The painfully slow gluing process
The painfully slow gluing process

Once that was done the steel plates to fixate the panels on the wall were screwed into place. The sections where the hooks would go in were carved into the back, to make sure the panels come as close to the wall as possible. One of the panels saw the screws go through the other side, which was a bit of an annoying accident after all the work. Quickly fixed by sawing the screws shorter. If you look close enough on this panel you can still spot a very subtle imperfection.

Now comes painting. Started of with the primer using spray paint, which worked very well and was quickly done and dried.

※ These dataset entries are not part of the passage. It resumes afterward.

//! The generic fetch-and-normalize pipeline.
//!
//! A [`Dataset`] selected by the operator is turned into an [`Endpoint`] using
//! the session context, fetched once, subsampled if the endpoint is hourly, and
//! normalized according to the endpoint's [`ResponseShape`].

use crate::api::{Endpoint, OpenWeatherClient, ResponseShape};
use crate::error::{AppError, Result};
use crate::models::{
    AirQualityResponse, Coordinate, ForecastKind, ForecastResponse, NormalizedAirQualityRecord,
    NormalizedForecastRecord, NormalizedWeatherSnapshot, RawDailyForecastRecord,
    RawForecastRecord, RawWeatherSnapshot,
};
use crate::normalize::{
    air_quality_records, normalize_air_quality, normalize_current_weather,
    normalize_daily_forecast, normalize_forecast, sample, Interval,
};
use crate::session::Session;
use serde::de::DeserializeOwned;
use serde_json::Value;
use std::fmt;
use tracing::{debug, info};

/// The datasets an operator can browse.
#[derive(Debug, Clone, Copy, PartialEq, Eq, Hash, clap::ValueEnum)]
pub enum Dataset {
    AirQuality,
    AirQualityForecast,
    AirQualityHistory,
    Weather,
    HourlyForecast,
    DailyForecast,
    ThreeHourForecast,
}

impl Dataset {
    pub const ALL: [Dataset; 7] = [
        Dataset::AirQuality,
        Dataset::AirQualityForecast,
        Dataset::AirQualityHistory,
        Dataset::Weather,
        Dataset::HourlyForecast,
        Dataset::DailyForecast,
        Dataset::ThreeHourForecast,
    ];

    pub fn title(&self) -> &'static str {
        match self {
            Dataset::AirQuality => "Current Air Pollution",
            Dataset::AirQualityForecast => "Air Pollution Forecast",
            Dataset::AirQualityHistory => "Air Pollution History",
            Dataset::Weather => "Current Weather Condition",
            Dataset::HourlyForecast => "Hourly Weather Forecast",
            Dataset::DailyForecast => "Daily Weather Forecast",
            Dataset::ThreeHourForecast => "FiveDays-ThreeHours Weather Forecast",
        }
    }

    /// True if the operator may choose an [`Interval`] for this dataset.
    pub fn is_sampled(&self) -> bool {
        matches!(
            self,
            Dataset::AirQualityForecast | Dataset::AirQualityHistory
        )
    }

    /// Builds the endpoint descriptor, pulling the time range and day count from the session.
    pub fn endpoint(&self, session: &Session) -> Endpoint {
        match self {
            Dataset::AirQuality => Endpoint::CurrentAirQuality,
            Dataset::AirQualityForecast => Endpoint::AirQualityForecast,
            Dataset::AirQualityHistory => Endpoint::AirQualityHistory {
                start: session.range.start.timestamp(),
                end: session.range.end.timestamp(),
            },
            Dataset::Weather => Endpoint::CurrentWeather,
            Dataset::HourlyForecast => Endpoint::HourlyForecast,
            Dataset::DailyForecast => Endpoint::DailyForecast {
                count: session.daily_count,
            },
            Dataset::ThreeHourForecast => Endpoint::ThreeHourForecast,
        }
    }
}

impl fmt::Display for Dataset {
    fn fmt(&self, f: &mut fmt::Formatter<'_>) -> fmt::Result {
        f.write_str(self.title())
    }
}

/// Normalized output of one fetch, tagged by response shape.
#[derive(Debug, Clone, PartialEq)]
pub enum Records {
    AirQuality(Vec<NormalizedAirQualityRecord>),
    Weather(Box<NormalizedWeatherSnapshot>),
    Forecast(ForecastKind, Vec<NormalizedForecastRecord>),
}

impl Records {
    pub fn len(&self) -> usize {
        match self {
            Records::AirQuality(r) => r.len(),
            Records::Weather(_) => 1,
            Records::Forecast(_, r) => r.len(),
        }
    }

    pub fn is_empty(&self) -> bool {
        self.len() == 0
    }
}

fn decode<T: DeserializeOwned>(payload: Value, what: &str) -> Result<T> {
    serde_json::from_value(payload)
        .map_err(|e| AppError::MissingData(format!("{} payload: {}", what, e)))
}

/// Decodes, subsamples and normalizes a raw payload.
///
/// `interval` is applied positionally to the record list before normalization;
/// pass [`Interval::Hourly`] to keep every record.
///
/// # Errors
///
/// Returns `AppError::MissingData` when the payload does not have the fields the
/// shape requires. A payload that is `null` or lacks `list` is not an error for
/// list-shaped data: it yields empty records.
pub fn normalize_payload(shape: ResponseShape, payload: Value, interval: Interval) -> Result<Records> {
    match shape {
        ResponseShape::AirQuality => {
            let parsed: Option<AirQualityResponse> = decode(payload, "air pollution")?;
            let records = sample(air_quality_records(parsed), interval);
            Ok(Records::AirQuality(normalize_air_quality(&records)))
        },
        ResponseShape::CurrentWeather => {
            let raw: RawWeatherSnapshot = decode(payload, "current weather")?;
            Ok(Records::Weather(Box::new(normalize_current_weather(&raw)?)))
        },
        ResponseShape::Forecast(ForecastKind::Daily) => {
            let parsed: Option<ForecastResponse<RawDailyForecastRecord>> =
                decode(payload, "daily forecast")?;
            let records = sample(parsed.and_then(|p| p.list).unwrap_or_default(), interval);
            Ok(Records::Forecast(
                ForecastKind::Daily,
                normalize_daily_forecast(&records),
            ))
        },
        ResponseShape::Forecast(kind) => {
            let parsed: Option<ForecastResponse<RawForecastRecord>> =
                decode(payload, "forecast")?;
            let records = sample(parsed.and_then(|p| p.list).unwrap_or_default(), interval);
            Ok(Records::Forecast(kind, normalize_forecast(&records)))
        },
    }
}

/// Fetches one dataset for `coord` and normalizes it.
///
/// The session interval only applies to hourly endpoints; every other endpoint
/// is normalized in full.
pub async fn fetch_records(
    client: &OpenWeatherClient,
    session: &Session,
    dataset: Dataset,
    coord: Coordinate,
) -> Result<Records> {
    let endpoint = dataset.endpoint(session);
    let interval = if endpoint.is_hourly() {
        session.interval
    } else {
        Interval::Hourly
    };

    let payload = client.fetch(endpoint, coord).await?;
    debug!("Normalizing {} payload at {} interval", dataset, interval);
    let records = normalize_payload(endpoint.shape(), payload, interval)?;
    info!("{}: {} record(s) for {}", dataset, records.len(), coord);
    Ok(records)
}

#[cfg(test)]
mod tests {
    use super::*;
    use crate::models::{AqiCategory, Temperature};
    use serde_json::json;

    fn hourly_air_quality(hours: i64) -> Value {
        let list: Vec<Value> = (0..hours)
            .map(|h| {
                json!({
                    "main": {"aqi": 2},
                    "components": {"co": 200.0 + h as f64, "pm10": 3.5},
                    "dt": 1_606_176_000 + h * 3600
                })
            })
            .collect();
        json!({"coord": {"lon": 50.0, "lat": 50.0}, "list": list})
    }

    #[test]
    fn air_quality_payload_is_sampled_then_normalized() {
        let records =
            normalize_payload(ResponseShape::AirQuality, hourly_air_quality(48), Interval::Daily)
                .unwrap();
        let Records::AirQuality(rows) = records else {
            panic!("expected air quality records");
        };
        assert_eq!(rows.len(), 2);
        assert_eq!(rows[0].date_time, "2020-11-24 00:00:00");
        assert_eq!(rows[1].date_time, "2020-11-25 00:00:00");
        assert_eq!(rows[1].components["Carbon Monoxide (CO)"], 224.0);
        assert_eq!(rows[0].air_quality_description, AqiCategory::Fair);
    }

    #[test]
    fn null_or_listless_air_quality_payload_is_empty() {
        let from_null =
            normalize_payload(ResponseShape::AirQuality, Value::Null, Interval::Hourly).unwrap();
        assert!(from_null.is_empty());
        let listless = normalize_payload(
            ResponseShape::AirQuality,
            json!({"coord": {}}),
            Interval::Hourly,
        )
        .unwrap();
        assert!(listless.is_empty());
    }

    #[test]
    fn weather_payload_missing_fields_is_missing_data() {
        let err = normalize_payload(
            ResponseShape::CurrentWeather,
            json!({"name": "Paris", "weather": []}),
            Interval::Hourly,
        )
        .unwrap_err();
        assert!(matches!(err, AppError::MissingData(_)));
    }

    #[test]
    fn daily_forecast_payload_keeps_day_night_pairs() {
        let payload = json!({
            "city": {"name": "Oslo"},
            "cnt": 2,
            "list": [
                {"dt": 1_606_219_200, "temp": {"day": 3.1, "night": -1.2, "min": -2.0},
                 "weather": [{"main": "Snow", "description": "snow"}]},
                {"dt": 1_606_305_600, "temp": {"day": 4.0, "night": 0.5},
                 "weather": [{"main": "Clouds", "description": "overcast clouds"}]}
            ]
        });
        let records = normalize_payload(
            ResponseShape::Forecast(ForecastKind::Daily),
            payload,
            Interval::Hourly,
        )
        .unwrap();
        let Records::Forecast(kind, rows) = records else {
            panic!("expected forecast records");
        };
        assert_eq!(kind, ForecastKind::Daily);
        assert_eq!(rows[0].date_time, "2020-11-24");
        assert_eq!(
            rows[0].temperature,
            Temperature::DayNight {
                day: 3.1,
                night: -1.2
            }
        );
        assert_eq!(rows[1].condition, "Clouds - overcast clouds");
    }

    #[test]
    fn three_hour_forecast_payload_uses_text_timestamps() {
        let payload = json!({
            "cod": "200",
            "list": [
                {"dt": 1_606_230_000, "dt_txt": "2020-11-24 15:00:00",
                 "main": {"temp": 11.2, "humidity": 70},
                 "weather": [{"main": "Rain", "description": "light rain"}]}
            ]
        });
        let records = normalize_payload(
            ResponseShape::Forecast(ForecastKind::ThreeHour),
            payload,
            Interval::Hourly,
        )
        .unwrap();
        assert_eq!(
            records,
            Records::Forecast(
                ForecastKind::ThreeHour,
                vec![NormalizedForecastRecord {
                    date_time: "2020-11-24 15:00:00".into(),
                    temperature: Temperature::Scalar(Some(11.2)),
                    condition: "Rain - light rain".into(),
                }]
            )
        );
    }

    #[test]
    fn history_endpoint_uses_session_range() {
        let session = Session::default();
        let endpoint = Dataset::AirQualityHistory.endpoint(&session);
        assert_eq!(
            endpoint,
            Endpoint::AirQualityHistory {
                start: session.range.start.timestamp(),
                end: session.range.end.timestamp(),
            }
        );
    }

    #[tokio::test]
    async fn hourly_forecast_keeps_every_record() {
        let mut server = mockito::Server::new_async().await;
        let list: Vec<Value> = (0..96)
            .map(|h| {
                json!({
                    "dt": 1_606_176_000 + h * 3600,
                    "main": {"temp": 5.0 + h as f64 / 10.0},
                    "weather": [{"main": "Clear", "description": "clear sky"}]
                })
            })
            .collect();
        let _m = server
            .mock("GET", "/data/2.5/forecast/hourly")
            .match_query(mockito::Matcher::Any)
            .with_status(200)
            .with_body(json!({"cnt": 96, "list": list}).to_string())
            .create_async()
            .await;

        let client = OpenWeatherClient::with_base_urls("k".into(), &server.url(), &server.url());
        let session = Session::default();
        assert_eq!(session.interval, Interval::Daily);

        let coord = Coordinate::new(35.6892, 51.389).unwrap();
        let records = fetch_records(&client, &session, Dataset::HourlyForecast, coord)
            .await
            .unwrap();
        assert_eq!(records.len(), 96);
    }

    #[test]
    fn only_hourly_datasets_offer_intervals() {
        let sampled: Vec<Dataset> = Dataset::ALL.into_iter().filter(Dataset::is_sampled).collect();
        assert_eq!(
            sampled,
            vec![Dataset::AirQualityForecast, Dataset::AirQualityHistory]
        );
        for dataset in Dataset::ALL {
            assert_eq!(dataset.is_sampled(), dataset.endpoint(&Session::default()).is_hourly());
        }
    }
}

After that came red. I started off by using a paintbrush and hand painted two of the panels and it quickly became clear that the strokes were way too visible even after drying. Three coats later and you could still see some of them, which completely destroyed the effect of the layers, since the strokes distracted from their subtlety. Initially I decided to do it by hand because I thought it would be easier to do the two distinct colourings (matte and glossy).

Spray painting with no ventilation necessary

After a few days of grumbling about wether or not repaint those two panels, I’m happy I decided to do so. An improvised open air paint shop was set up to spray paint all the panels in red matte. The two that had been painted before by hand just needed a soft sanding and were ready to get their fourth and fifth coat.

The difference was enormous. A perfectly smooth finish allowed the different levels to really stand out and for the first time I could see the light and shadow plays in full effect.

Once dried all the panels were carefully covered in paper, with only the ground level cut away and taped to the edges. The final glossy paint was also spray painted, allowing for a very smooth finish over the somewhat rougher ground level wood texture.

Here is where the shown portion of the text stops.